The perfect word to describe this blog for the past few months (4 months?). Not to say I wasn’t reading. I found this book Quieton Goodreads on a “Best Books of 2012” list. Being a self-diagnosed introvert I was interested. Quiet: The Power of Introverts in a World that Can’t Stop Talking by Susan Cain is fairly self-explanatory and Cain does a great job of initially breaking down the “types,” introvert vs. extrovert and exploring the “extrovert ideal” on which we have placed a premium in America.

I would say she started to lose me around Chapters 5 & 6 where the book becomes more specific to introverts in the business world and public speaking. Two areas which are very specific to Cain’s fields of interest. She funnels her research here so narrowly into one particular zone of stock markets and Wall Street that I found myself wondering, “Am I still reading the same book or did I fall into a history of recessions in America?”

By the time she returns to her the more general survey of research with which she started she seems to have lost some steam. In “Part Three: Do All Cultures Have An Extrovert Ideal” she doesn’t quite address “all cultures” so much as she addresses the Asian-American culture. I would like to see at least one other comparison. The first part of the book is the strongest. Cain is more meticulous in backing up her points with good research. By Part Four the final chapters seem to promise more than they give.

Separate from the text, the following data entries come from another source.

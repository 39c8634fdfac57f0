// # Hickory DNS Lookup
//
// This crate provides the [`DnsLookup`] adapter backed by hickory-resolver.
//
// ## Behavior
//
// - One `query` call is one lookup of one record type
// - Names are sent fully qualified, so search domains never apply
// - "No such name" and "no records of this type" are empty answers
// - Timeouts and transport failures are [`Error::Lookup`]
// - Answer records of other types (e.g. the CNAME in front of an A answer)
//   are passed through; the core resolver knows what to do with them
//
// ## Not Done Here
//
// - CNAME chasing across calls (owned by `ResolverContext`)
// - Caching beyond hickory's own per-resolver cache
// - Retries beyond the configured attempt count
//
// ## Configuration
//
// With no explicit nameservers the system configuration
// (`/etc/resolv.conf`) is used. Explicit nameservers are queried over
// plain UDP/TCP on port 53.

use async_trait::async_trait;
use dnstable_core::traits::{DnsLookup, QueryType, RecordData, ResourceRecord};
use dnstable_core::{Error, ResolverSettings, Result};
use hickory_resolver::Resolver;
use hickory_resolver::config::{NameServerConfigGroup, ResolverConfig, ResolverOpts};
use hickory_resolver::name_server::TokioConnectionProvider;
use hickory_resolver::proto::rr::{Name, RData, Record, RecordType};
use std::net::IpAddr;

/// Port used for explicitly configured nameservers
const NAMESERVER_PORT: u16 = 53;

/// DNS lookup adapter backed by a hickory stub resolver
pub struct HickoryLookup {
    resolver: Resolver<TokioConnectionProvider>,
}

impl std::fmt::Debug for HickoryLookup {
    fn fmt(&self, f: &mut std::fmt::Formatter<'_>) -> std::fmt::Result {
        f.debug_struct("HickoryLookup").finish_non_exhaustive()
    }
}

impl HickoryLookup {
    /// Build a resolver from the given settings
    ///
    /// # Errors
    ///
    /// [`Error::Lookup`] if the system resolver configuration cannot be
    /// read (only when no explicit nameservers are given). This is an
    /// environment failure, not a validation error.
    pub fn from_settings(settings: &ResolverSettings) -> Result<Self> {
        let mut opts = ResolverOpts::default();
        opts.timeout = settings.timeout;
        opts.attempts = settings.attempts;

        let builder = if settings.nameservers.is_empty() {
            Resolver::builder_tokio().map_err(|e| {
                Error::lookup(format!("Failed to read system resolver configuration: {}", e))
            })?
        } else {
            let group = NameServerConfigGroup::from_ips_clear(
                &settings.nameservers,
                NAMESERVER_PORT,
                true,
            );
            Resolver::builder_with_config(
                ResolverConfig::from_parts(None, vec![], group),
                TokioConnectionProvider::default(),
            )
        };

        tracing::debug!(
            "Hickory resolver: nameservers={}, timeout={:?}, attempts={}",
            describe_nameservers(&settings.nameservers),
            settings.timeout,
            settings.attempts
        );

        Ok(Self {
            resolver: builder.with_options(opts).build(),
        })
    }
}

#[async_trait]
impl DnsLookup for HickoryLookup {
    async fn query(&self, name: &str, query_type: QueryType) -> Result<Vec<ResourceRecord>> {
        let fqdn = to_fqdn(name)?;

        match self.resolver.lookup(fqdn, record_type(query_type)).await {
            Ok(lookup) => Ok(lookup.record_iter().filter_map(convert_record).collect()),
            Err(e) if e.is_no_records_found() => {
                tracing::trace!("{} {}: no records", name, query_type);
                Ok(Vec::new())
            }
            Err(e) => Err(Error::lookup(format!("{} {}: {}", name, query_type, e))),
        }
    }

    fn lookup_name(&self) -> &'static str {
        "hickory"
    }
}

/// Parse a name and mark it fully qualified
fn to_fqdn(name: &str) -> Result<Name> {
    let mut fqdn = Name::from_ascii(name)
        .map_err(|e| Error::lookup(format!("Invalid DNS name '{}': {}", name, e)))?;
    fqdn.set_fqdn(true);
    Ok(fqdn)
}

/// Map a pipeline query type to the wire record type
fn record_type(query_type: QueryType) -> RecordType {
    match query_type {
        QueryType::A => RecordType::A,
        QueryType::Aaaa => RecordType::AAAA,
        QueryType::Cname => RecordType::CNAME,
        QueryType::Srv => RecordType::SRV,
    }
}

/// Convert a hickory answer record; unrelated record types are dropped
fn convert_record(record: &Record) -> Option<ResourceRecord> {
    let owner = record.name().to_string();

    let data = match record.data() {
        RData::A(a) => RecordData::Address(IpAddr::V4(a.0)),
        RData::AAAA(aaaa) => RecordData::Address(IpAddr::V6(aaaa.0)),
        RData::CNAME(cname) => return Some(ResourceRecord::cname(owner, cname.0.to_string())),
        RData::SRV(srv) => {
            return Some(ResourceRecord::service_target(
                owner,
                srv.target().to_string(),
                srv.port(),
                srv.priority(),
                srv.weight(),
            ));
        }
        _ => return None,
    };

    Some(ResourceRecord::new(owner, data))
}

fn describe_nameservers(nameservers: &[IpAddr]) -> String {
    if nameservers.is_empty() {
        return "system".to_string();
    }
    nameservers
        .iter()
        .map(|ip| ip.to_string())
        .collect::<Vec<_>>()
        .join(",")
}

“Chapter 9: When Should You Act More Extroverted Than You Really Are?” shows some interesting examples of introverts coping in an extroverted world, but again she zeroes in on the business world. I guess it’s good that she’s writing what she knows and she’s probably speaking to a great majority of Americans. Overall, I did enjoy it and it was an interesting study. Her passion for the subject definitely shows. A companion book on extroverts would be interesting.